Around that time a young composer, Alan Menken, was working on a quirky musical based on a Roger Corman film. “When Howard [Ashman] and I first came around with ‘Little Shop of Horrors,’ I think the classic Broadway musical was in a bit of a crisis; it was searching for a voice.” Craig Zadan, a producer of the filmed “Hairspray,” noted in a recent interview: “It was an era when people were afraid of musicals where people burst out singing. There had been a lot of bombs and studios felt musicals were an old-fashioned art form.”

Despite the huge Broadway successes of blockbusters like “Cats,” “Les Misérables” and “The Phantom of the Opera,” no studio had the nerve to adapt these shows to the screen. Even “A Chorus Line,” a perennial winner with both audiences and critics, bombed when it was made into a film in 1985. Conventional wisdom suggested that musicals were appealing to a niche audience, that mass audiences no longer could stomach people breaking into song.

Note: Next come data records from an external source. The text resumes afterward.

//! Animation systems
//!
//! The car starts moving a fixed delay after setup and then shuttles along
//! its lane one step per frame, turning around at either end.

use bevy::{prelude::*, time::Time};
use std::f32::consts::PI;

use crate::bevy::components::{Car, CarBody};
use crate::bevy::resources::AnimationStartTimer;
use crate::motion::CarMotion;

/// Start the car once the start delay has elapsed
pub fn start_animation_after_delay(
    time: Res<Time>,
    mut timer: ResMut<AnimationStartTimer>,
    mut motion: ResMut<CarMotion>,
) {
    if timer.tick(time.delta()).just_finished() && motion.start() {
        info!("Car animation started");
    }
}

/// Advance the car by one step, applying a turn in the same frame
pub fn drive_car(
    mut motion: ResMut<CarMotion>,
    mut wrappers: Query<&mut Transform, (With<Car>, Without<CarBody>)>,
    mut bodies: Query<&mut Transform, (With<CarBody>, Without<Car>)>,
) {
    // Nothing to move until the car has been attached
    let Ok(mut wrapper) = wrappers.single_mut() else {
        return;
    };
    let Some(step) = motion.step(wrapper.translation.z) else {
        return;
    };

    wrapper.translation.z = step.z;

    if let Some(turn) = step.turn {
        wrapper.translation.x = turn.lane_x;
        for mut body in &mut bodies {
            body.rotate_local_y(PI);
        }
        debug!("Car turned at z = {:.2}, now {:?}", step.z, turn.phase);
    }
}

#[cfg(test)]
mod tests {
    use super::*;
    use crate::motion::MotionPhase;
    use std::time::Duration;

    const EPS: f32 = 1e-4;

    fn app() -> App {
        let mut app = App::new();
        app.insert_resource(Time::<()>::default())
            .init_resource::<AnimationStartTimer>()
            .init_resource::<CarMotion>()
            .add_systems(Update, (start_animation_after_delay, drive_car).chain());
        app
    }

    fn spawn_car(app: &mut App, z: f32) -> (Entity, Entity) {
        let body = app.world_mut().spawn((CarBody, Transform::default())).id();
        let wrapper = app
            .world_mut()
            .spawn((Car, Transform::from_xyz(-11.0, 0.0, z)))
            .add_child(body)
            .id();
        (wrapper, body)
    }

    fn translation(app: &App, entity: Entity) -> Vec3 {
        app.world().get::<Transform>(entity).unwrap().translation
    }

    #[test]
    fn nothing_moves_before_start_or_without_car() {
        let mut app = app();
        app.update();
        assert_eq!(app.world().resource::<CarMotion>().phase(), MotionPhase::Idle);

        // Started, but the car has not been attached yet
        app.world_mut().resource_mut::<CarMotion>().start();
        app.update();
        assert_eq!(
            app.world().resource::<CarMotion>().phase(),
            MotionPhase::MovingForward
        );
    }

    #[test]
    fn car_waits_for_delay_then_steps_forward() {
        let mut app = app();
        let (wrapper, _) = spawn_car(&mut app, -1.0);

        app.world_mut()
            .resource_mut::<Time>()
            .advance_by(Duration::from_millis(500));
        app.update();
        assert_eq!(translation(&app, wrapper).z, -1.0);

        app.world_mut()
            .resource_mut::<Time>()
            .advance_by(Duration::from_millis(1_500));
        app.update();
        assert!((translation(&app, wrapper).z - -1.1).abs() < EPS);

        app.update();
        assert!((translation(&app, wrapper).z - -1.2).abs() < EPS);
    }

    #[test]
    fn turn_at_far_end_rotates_body_and_switches_lane() {
        let mut app = app();
        let (wrapper, body) = spawn_car(&mut app, -18.0);
        app.world_mut().resource_mut::<CarMotion>().start();

        app.update();

        let position = translation(&app, wrapper);
        assert!((position.z - -18.1).abs() < EPS);
        assert_eq!(position.x, -13.5);
        let rotation = app.world().get::<Transform>(body).unwrap().rotation;
        assert!(rotation.abs_diff_eq(Quat::from_rotation_y(PI), 1e-5)
            || rotation.abs_diff_eq(-Quat::from_rotation_y(PI), 1e-5));
        assert_eq!(
            app.world().resource::<CarMotion>().phase(),
            MotionPhase::MovingBackward
        );

        // Heading back: no second turn, z increases
        app.update();
        let position = translation(&app, wrapper);
        assert!((position.z - -18.0).abs() < EPS);
        assert_eq!(position.x, -13.5);
    }

    #[test]
    fn full_lap_returns_to_forward_lane() {
        let mut app = app();
        let (wrapper, body) = spawn_car(&mut app, -1.0);
        app.world_mut().resource_mut::<CarMotion>().start();

        let mut saw_backward = false;
        for _ in 0..400 {
            app.update();
            match app.world().resource::<CarMotion>().phase() {
                MotionPhase::MovingBackward => saw_backward = true,
                MotionPhase::MovingForward if saw_backward => break,
                _ => {}
            }
        }
        assert!(saw_backward);

        let position = translation(&app, wrapper);
        assert_eq!(position.x, -11.0);
        assert!(position.z > -1.0 && position.z <= -0.9 + EPS, "z = {}", position.z);
        // Two half turns
        let rotation = app.world().get::<Transform>(body).unwrap().rotation;
        assert!(rotation.abs_diff_eq(Quat::IDENTITY, 1e-4)
            || rotation.abs_diff_eq(-Quat::IDENTITY, 1e-4));
    }
}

There was no greater confirmation of this than ABC’s attempt to bring show tunes to prime-time television. Steven Bochco was riding high on the success of “Hill Street Blues” and “L.A. Law,” both in familiar TV genres (police and legal dramas). For his next show he wanted to try something different -- a musical. “The idea came from a woman who pitched me the idea of taking ‘Hill Street Blues’ to Broadway as a musical,” Bochco recalled recently. “It was impractical, but the idea stuck in my head. If you couldn’t take a TV show to Broadway, maybe you could bring Broadway to a TV series.”

The result was “Cop Rock,” a show that featured LAPD officers breaking into songs written by Randy Newman. It premiered in the fall of 1990 -- but was canceled before the year was out, becoming one of TV’s more infamous failures.

Neil Meron, another “Hairspray” producer, believes that “traditional musicals disappeared during this time because they were expensive and they didn’t take into account what the audience wanted.”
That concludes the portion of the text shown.